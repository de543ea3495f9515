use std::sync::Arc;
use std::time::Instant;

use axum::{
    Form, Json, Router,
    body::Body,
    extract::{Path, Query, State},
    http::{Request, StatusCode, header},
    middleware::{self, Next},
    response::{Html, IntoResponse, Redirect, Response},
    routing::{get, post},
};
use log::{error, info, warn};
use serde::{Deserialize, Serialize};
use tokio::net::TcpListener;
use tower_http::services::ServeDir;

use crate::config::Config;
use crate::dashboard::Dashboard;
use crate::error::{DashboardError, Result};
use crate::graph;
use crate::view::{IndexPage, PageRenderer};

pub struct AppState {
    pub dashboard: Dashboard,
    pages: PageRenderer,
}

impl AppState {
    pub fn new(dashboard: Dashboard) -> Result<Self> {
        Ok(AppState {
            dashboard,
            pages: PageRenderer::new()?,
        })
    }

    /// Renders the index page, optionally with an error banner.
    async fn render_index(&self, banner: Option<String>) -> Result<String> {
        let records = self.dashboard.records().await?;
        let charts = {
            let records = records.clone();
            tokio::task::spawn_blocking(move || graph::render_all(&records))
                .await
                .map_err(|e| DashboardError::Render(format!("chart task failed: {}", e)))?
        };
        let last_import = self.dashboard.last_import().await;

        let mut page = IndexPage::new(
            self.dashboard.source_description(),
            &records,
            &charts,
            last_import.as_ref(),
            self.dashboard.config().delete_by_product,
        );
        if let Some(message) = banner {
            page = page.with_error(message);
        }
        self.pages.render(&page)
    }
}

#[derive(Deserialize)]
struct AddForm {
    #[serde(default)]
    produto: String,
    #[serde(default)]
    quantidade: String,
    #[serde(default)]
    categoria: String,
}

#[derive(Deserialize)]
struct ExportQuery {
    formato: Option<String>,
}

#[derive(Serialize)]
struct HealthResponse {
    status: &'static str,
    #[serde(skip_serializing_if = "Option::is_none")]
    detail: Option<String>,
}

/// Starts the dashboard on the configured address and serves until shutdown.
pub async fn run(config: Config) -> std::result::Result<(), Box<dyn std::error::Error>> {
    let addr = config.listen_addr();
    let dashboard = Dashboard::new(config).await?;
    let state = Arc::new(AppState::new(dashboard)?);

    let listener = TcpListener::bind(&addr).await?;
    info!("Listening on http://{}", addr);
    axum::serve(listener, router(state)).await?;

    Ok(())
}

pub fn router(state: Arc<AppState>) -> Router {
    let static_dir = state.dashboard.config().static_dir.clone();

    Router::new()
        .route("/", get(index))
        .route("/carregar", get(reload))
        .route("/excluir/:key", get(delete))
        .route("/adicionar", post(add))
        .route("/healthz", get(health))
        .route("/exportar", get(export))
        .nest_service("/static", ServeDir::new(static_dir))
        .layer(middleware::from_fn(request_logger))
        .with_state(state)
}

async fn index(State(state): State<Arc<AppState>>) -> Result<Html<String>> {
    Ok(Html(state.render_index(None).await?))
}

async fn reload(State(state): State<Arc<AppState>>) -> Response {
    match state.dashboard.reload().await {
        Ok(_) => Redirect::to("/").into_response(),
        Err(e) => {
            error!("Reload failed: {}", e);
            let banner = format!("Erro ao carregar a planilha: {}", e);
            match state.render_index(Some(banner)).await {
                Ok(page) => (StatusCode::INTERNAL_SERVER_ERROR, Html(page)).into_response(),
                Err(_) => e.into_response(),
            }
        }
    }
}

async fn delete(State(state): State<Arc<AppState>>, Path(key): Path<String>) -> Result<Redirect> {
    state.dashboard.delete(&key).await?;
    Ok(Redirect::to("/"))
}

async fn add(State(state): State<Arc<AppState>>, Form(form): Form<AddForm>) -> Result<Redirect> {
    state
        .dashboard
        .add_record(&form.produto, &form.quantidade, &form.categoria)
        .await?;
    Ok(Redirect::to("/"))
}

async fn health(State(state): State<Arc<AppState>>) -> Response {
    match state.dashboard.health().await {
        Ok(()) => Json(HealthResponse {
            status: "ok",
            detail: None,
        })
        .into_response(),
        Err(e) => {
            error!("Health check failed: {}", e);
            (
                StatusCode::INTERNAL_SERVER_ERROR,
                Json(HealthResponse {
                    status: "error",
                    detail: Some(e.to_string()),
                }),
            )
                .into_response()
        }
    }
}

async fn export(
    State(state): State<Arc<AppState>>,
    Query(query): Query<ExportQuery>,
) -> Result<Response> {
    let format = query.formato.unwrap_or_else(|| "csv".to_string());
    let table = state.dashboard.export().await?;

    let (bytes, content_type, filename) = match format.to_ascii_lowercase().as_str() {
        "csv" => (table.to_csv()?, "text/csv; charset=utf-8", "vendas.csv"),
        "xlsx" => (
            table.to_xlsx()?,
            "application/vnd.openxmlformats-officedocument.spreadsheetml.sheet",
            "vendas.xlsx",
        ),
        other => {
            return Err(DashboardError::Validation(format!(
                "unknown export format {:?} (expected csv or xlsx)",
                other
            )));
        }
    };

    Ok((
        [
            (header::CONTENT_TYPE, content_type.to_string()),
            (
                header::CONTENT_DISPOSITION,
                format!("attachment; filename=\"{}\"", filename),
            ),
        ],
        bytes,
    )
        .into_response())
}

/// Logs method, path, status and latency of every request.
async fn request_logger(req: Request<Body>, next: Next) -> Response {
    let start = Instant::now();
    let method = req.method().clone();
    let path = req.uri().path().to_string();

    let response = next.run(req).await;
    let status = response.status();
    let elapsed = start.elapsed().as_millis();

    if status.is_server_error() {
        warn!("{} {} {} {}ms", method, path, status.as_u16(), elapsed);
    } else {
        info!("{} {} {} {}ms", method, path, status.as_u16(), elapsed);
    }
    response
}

◇ ◇ ◇

● **Exercise requirements**
Begin at the line above that has "async fn render_index(&self, banner: Option<String>)" and stop after the line that has "#[derive(Serialize)]", copying each line exactly and adding nothing else.

● **Task result**
    async fn render_index(&self, banner: Option<String>) -> Result<String> {
        let records = self.dashboard.records().await?;
        let charts = {
            let records = records.clone();
            tokio::task::spawn_blocking(move || graph::render_all(&records))
                .await
                .map_err(|e| DashboardError::Render(format!("chart task failed: {}", e)))?
        };
        let last_import = self.dashboard.last_import().await;

        let mut page = IndexPage::new(
            self.dashboard.source_description(),
            &records,
            &charts,
            last_import.as_ref(),
            self.dashboard.config().delete_by_product,
        );
        if let Some(message) = banner {
            page = page.with_error(message);
        }
        self.pages.render(&page)
    }
}

#[derive(Deserialize)]
struct AddForm {
    #[serde(default)]
    produto: String,
    #[serde(default)]
    quantidade: String,
    #[serde(default)]
    categoria: String,
}

#[derive(Deserialize)]
struct ExportQuery {
    formato: Option<String>,
}

#[derive(Serialize)]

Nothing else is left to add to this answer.